> [WORK INSTRUCTIONS] Set down exactly the lines of the records from the top to the line containing "pub use sync::sync_to_canonical;"; include both.

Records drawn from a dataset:
· · ·

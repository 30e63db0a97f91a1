//! Layer visibility and graphic-override management for imported drawings.
//!
//! The [`Session`] owns the canonical [`Hierarchy`](cad_model::Hierarchy) of
//! one view and drives everything else:
//!
//! - [`filter`] derives the search-filtered container list.
//! - [`selection`] implements click, modifier-click, range and
//!   select-all-siblings semantics.
//! - [`resolver`] summarizes overrides across a selection as tri-state
//!   values and models the edit applied to them.
//! - [`applicator`] writes visibility and freshly built override records to
//!   the view or its template in one transaction.
//! - [`propagate`] copies one view's state onto other views.
//!
//! The rendering target is abstracted by [`RenderTarget`];
//! [`MemoryTarget`] implements it over a JSON scene.

pub mod applicator;
pub mod collect;
pub mod error;
pub mod filter;
pub mod memory;
pub mod propagate;
pub mod resolver;
pub mod selection;
pub mod session;
pub mod sync;
pub mod target;
pub mod transaction;

pub use applicator::{ApplyItem, ApplyReport, SkippedEntity, apply_batch, build_record};
pub use collect::collect_hierarchy;
pub use error::{CoreError, Result, TargetError, TargetResult};
pub use filter::filter;
pub use memory::{
    CategoryState, MemoryTarget, Scene, SceneContainer, ScenePattern, SceneSubItem, SceneView,
};
pub use propagate::{PropagationReport, ViewPropagation, propagate_to_views};
pub use resolver::{
    FieldEdit, OverrideEdit, OverrideSummary, TriState, effective_overrides, resolve_overrides,
    summarize, weight_edit_from_raw,
};
pub use selection::{ClickModifier, ParentIndex, SelectionController, enumeration_order};
pub use session::{LoadOutcome, OverrideEditContext, Session};
pub use sync::sync_to_canonical;
pub use target::{ContainerInfo, RenderTarget, SubItemInfo, effective_view};
pub use transaction::in_transaction;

· · ·

> [ANSWER BELOW]
repository 30e63db0a97f91a1
//! Layer visibility and graphic-override management for imported drawings.
//!
//! The [`Session`] owns the canonical [`Hierarchy`](cad_model::Hierarchy) of
//! one view and drives everything else:
//!
//! - [`filter`] derives the search-filtered container list.
//! - [`selection`] implements click, modifier-click, range and
//!   select-all-siblings semantics.
//! - [`resolver`] summarizes overrides across a selection as tri-state
//!   values and models the edit applied to them.
//! - [`applicator`] writes visibility and freshly built override records to
//!   the view or its template in one transaction.
//! - [`propagate`] copies one view's state onto other views.
//!
//! The rendering target is abstracted by [`RenderTarget`];
//! [`MemoryTarget`] implements it over a JSON scene.

pub mod applicator;
pub mod collect;
pub mod error;
pub mod filter;
pub mod memory;
pub mod propagate;
pub mod resolver;
pub mod selection;
pub mod session;
pub mod sync;
pub mod target;
pub mod transaction;

pub use applicator::{ApplyItem, ApplyReport, SkippedEntity, apply_batch, build_record};
pub use collect::collect_hierarchy;
pub use error::{CoreError, Result, TargetError, TargetResult};
pub use filter::filter;
pub use memory::{
    CategoryState, MemoryTarget, Scene, SceneContainer, ScenePattern, SceneSubItem, SceneView,
};
pub use propagate::{PropagationReport, ViewPropagation, propagate_to_views};
pub use resolver::{
    FieldEdit, OverrideEdit, OverrideSummary, TriState, effective_overrides, resolve_overrides,
    summarize, weight_edit_from_raw,
};
pub use selection::{ClickModifier, ParentIndex, SelectionController, enumeration_order};
pub use session::{LoadOutcome, OverrideEditContext, Session};
pub use sync::sync_to_canonical;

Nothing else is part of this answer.